Reflections on a Lifetime in Soaps...and What Comes Next
Wednesday, April 8, 2015
Second (And Third and Fourth) Opinions
Did you ever notice that you go to the same people for advice all the time? It's not too surprising. If people have advised you well in the past, why wouldn't you keep listening? And if you return to the same people, you can generally pick up where you left off. There is no need to review your whole "back story." Your "advisor" already knows it. It's simple, it's dependable, it's perfect. Most of the time. Don't get me wrong--I am immensely grateful for my "go-to" people--friends and family members who know me well enough (and have enough patience with me) to talk through work and life situations, not once, but many times.
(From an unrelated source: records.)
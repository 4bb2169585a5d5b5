use chrono::{DateTime, SecondsFormat, Utc};
use serde::{Deserialize, Deserializer, Serialize, Serializer};
use serde_json::{Map, Value};

use super::PlantId;
use crate::error::StoreError;

pub const NAME_MAX_CHARS: usize = 100;
pub const DESCRIPTION_MAX_CHARS: usize = 500;

/// Keys the store owns; a `$set` document can never overwrite them.
const PROTECTED_KEYS: [&str; 3] = ["_id", "createdAt", "updatedAt"];

/// A catalog item as persisted and returned to clients.
#[derive(Debug, Clone, PartialEq, Serialize, Deserialize)]
#[serde(rename_all = "camelCase")]
pub struct Plant {
    #[serde(rename = "_id")]
    pub id: PlantId,
    pub name: String,
    /// Free-form text; compared lexicographically.
    pub price: String,
    /// Stored verbatim. Seed data keeps one comma-joined label string per item.
    pub categories: Vec<String>,
    pub in_stock: bool,
    #[serde(default, skip_serializing_if = "Option::is_none")]
    pub description: Option<String>,
    #[serde(with = "timestamp")]
    pub created_at: DateTime<Utc>,
    #[serde(with = "timestamp")]
    pub updated_at: DateTime<Utc>,
}

/// Create payload: everything but the store-assigned fields.
#[derive(Debug, Clone, PartialEq, Serialize, Deserialize)]
#[serde(rename_all = "camelCase")]
pub struct NewPlant {
    pub name: String,
    pub price: String,
    pub categories: Vec<String>,
    #[serde(default = "default_in_stock")]
    pub in_stock: bool,
    #[serde(default, skip_serializing_if = "Option::is_none")]
    pub description: Option<String>,
}

fn default_in_stock() -> bool {
    true
}

impl NewPlant {
    pub fn new(name: impl Into<String>, price: impl Into<String>, categories: Vec<String>) -> Self {
        Self {
            name: name.into(),
            price: price.into(),
            categories,
            in_stock: true,
            description: None,
        }
    }

    pub fn in_stock(mut self, in_stock: bool) -> Self {
        self.in_stock = in_stock;
        self
    }

    pub fn description(mut self, description: impl Into<String>) -> Self {
        self.description = Some(description.into());
        self
    }
}

/// Update payload. Absent fields keep their stored value; an explicit
/// `"description": null` clears the stored description.
#[derive(Debug, Clone, Default, PartialEq, Serialize, Deserialize)]
#[serde(rename_all = "camelCase")]
pub struct PlantPatch {
    #[serde(default, skip_serializing_if = "Option::is_none")]
    pub name: Option<String>,
    #[serde(default, skip_serializing_if = "Option::is_none")]
    pub price: Option<String>,
    #[serde(default, skip_serializing_if = "Option::is_none")]
    pub categories: Option<Vec<String>>,
    #[serde(default, skip_serializing_if = "Option::is_none")]
    pub in_stock: Option<bool>,
    #[serde(default, deserialize_with = "present", skip_serializing_if = "Option::is_none")]
    pub description: Option<Option<String>>,
}

/// `Some` for any present value, `null` included.
fn present<'de, D, T>(deserializer: D) -> Result<Option<Option<T>>, D::Error>
where
    D: Deserializer<'de>,
    T: Deserialize<'de>,
{
    Option::<T>::deserialize(deserializer).map(Some)
}

impl PlantPatch {
    pub fn is_empty(&self) -> bool {
        self == &PlantPatch::default()
    }

    /// Render as a `$set`-style document containing only the present fields.
    pub fn to_set_document(&self) -> Result<Map<String, Value>, StoreError> {
        match serde_json::to_value(self)? {
            Value::Object(map) => Ok(map),
            other => Err(StoreError::Serde(format!("patch rendered as {}", other))),
        }
    }
}

impl From<NewPlant> for PlantPatch {
    fn from(new: NewPlant) -> Self {
        Self {
            name: Some(new.name),
            price: Some(new.price),
            categories: Some(new.categories),
            in_stock: Some(new.in_stock),
            description: new.description.map(Some),
        }
    }
}

impl Plant {
    /// Build the stored document for a fresh insert, enforcing the schema.
    pub fn from_new(id: PlantId, new: NewPlant, now: DateTime<Utc>) -> Result<Self, StoreError> {
        let mut plant = Plant {
            id,
            name: new.name,
            price: new.price,
            categories: new.categories,
            in_stock: new.in_stock,
            description: new.description,
            created_at: now,
            updated_at: now,
        };
        plant.normalize();
        plant.check_schema()?;
        Ok(plant)
    }

    /// Apply a `$set` document, re-run the schema and refresh `updatedAt`.
    pub fn apply_set(&self, set: &Map<String, Value>, now: DateTime<Utc>) -> Result<Self, StoreError> {
        let mut doc = match serde_json::to_value(self)? {
            Value::Object(map) => map,
            other => return Err(StoreError::Serde(format!("plant rendered as {}", other))),
        };
        for (key, value) in set {
            if PROTECTED_KEYS.contains(&key.as_str()) {
                continue;
            }
            doc.insert(key.clone(), value.clone());
        }

        let mut updated: Plant =
            serde_json::from_value(Value::Object(doc)).map_err(|e| StoreError::Schema(e.to_string()))?;
        updated.normalize();
        updated.check_schema()?;
        updated.updated_at = now;
        Ok(updated)
    }

    fn normalize(&mut self) {
        let name = self.name.trim();
        if name.len() != self.name.len() {
            self.name = name.to_string();
        }
        let price = self.price.trim();
        if price.len() != self.price.len() {
            self.price = price.to_string();
        }
    }

    /// Collection schema: the shape every stored document must have.
    pub fn check_schema(&self) -> Result<(), StoreError> {
        let mut problems = Vec::new();

        if self.name.is_empty() {
            problems.push("name: Plant name is required".to_string());
        } else if self.name.chars().count() > NAME_MAX_CHARS {
            problems.push("name: Plant name cannot exceed 100 characters".to_string());
        }
        if self.price.is_empty() {
            problems.push("price: Plant price is required".to_string());
        }
        if self.categories.is_empty() {
            problems.push("categories: At least one category is required".to_string());
        }
        for (i, category) in self.categories.iter().enumerate() {
            if category.is_empty() {
                problems.push(format!("categories.{i}: Path `categories.{i}` is required."));
            }
        }
        if let Some(description) = &self.description {
            if description.chars().count() > DESCRIPTION_MAX_CHARS {
                problems.push("description: Description cannot exceed 500 characters".to_string());
            }
        }

        if problems.is_empty() {
            Ok(())
        } else {
            Err(StoreError::Schema(problems.join(", ")))
        }
    }
}

/// Current time at the millisecond precision timestamps are stored with.
pub fn now() -> DateTime<Utc> {
    let now = Utc::now();
    DateTime::from_timestamp_millis(now.timestamp_millis()).unwrap_or(now)
}

/// ISO-8601 with fixed millisecond precision, so stored timestamps sort as text.
mod timestamp {
    use super::*;

    pub fn serialize<S: Serializer>(value: &DateTime<Utc>, serializer: S) -> Result<S::Ok, S::Error> {
        serializer.serialize_str(&value.to_rfc3339_opts(SecondsFormat::Millis, true))
    }

    pub fn deserialize<'de, D: Deserializer<'de>>(deserializer: D) -> Result<DateTime<Utc>, D::Error> {
        let raw = String::deserialize(deserializer)?;
        DateTime::parse_from_rfc3339(&raw)
            .map(|dt| dt.with_timezone(&Utc))
            .map_err(serde::de::Error::custom)
    }
}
They have helped me negotiate choices, practice interviews, proofread letters, and make it through hard situations, and I appreciate that. Sometimes, however, we need to step beyond our normal "advisors," to look for a different perspective, even if getting that perspective means having to tell our story all over again. While our "regulars" may know us so well that they can fill in the things we forget to mention, new listeners require us to relate our story from the beginning. They force us to think through the pieces we usually gloss over. Whether their sage advice is really sage at all, getting that advice requires us to verbalize our issues. It forces us to dig a little deeper and express a little more. And sometimes, that extra thought, particularly when combined with a new set of opinions, can allow us to think in new, different, and often enlightening ways. I wouldn't give up my regular "advisors" for the world. They keep me focused and on track. They have the patience to hear the same stories over and over and to understand why they are told. They know me well enough to talk things through in shorthand. But I was reminded this week that an outside opinion can be a fantastic addition to a decisionmaking process. When we have to explain, we learn. When we have to look beyond the normal answers, we often start asking beyond the normal questions. And perhaps we find things we never knew existed. So, to my normal advisors and to the new ones, I say thanks. I make it through my choices because of both of you. I learn to tell my story, and I see it understood, by both of you. I see things more clearly because you point them out differently. And ultimately, the paths that I take include your advice, all along the way.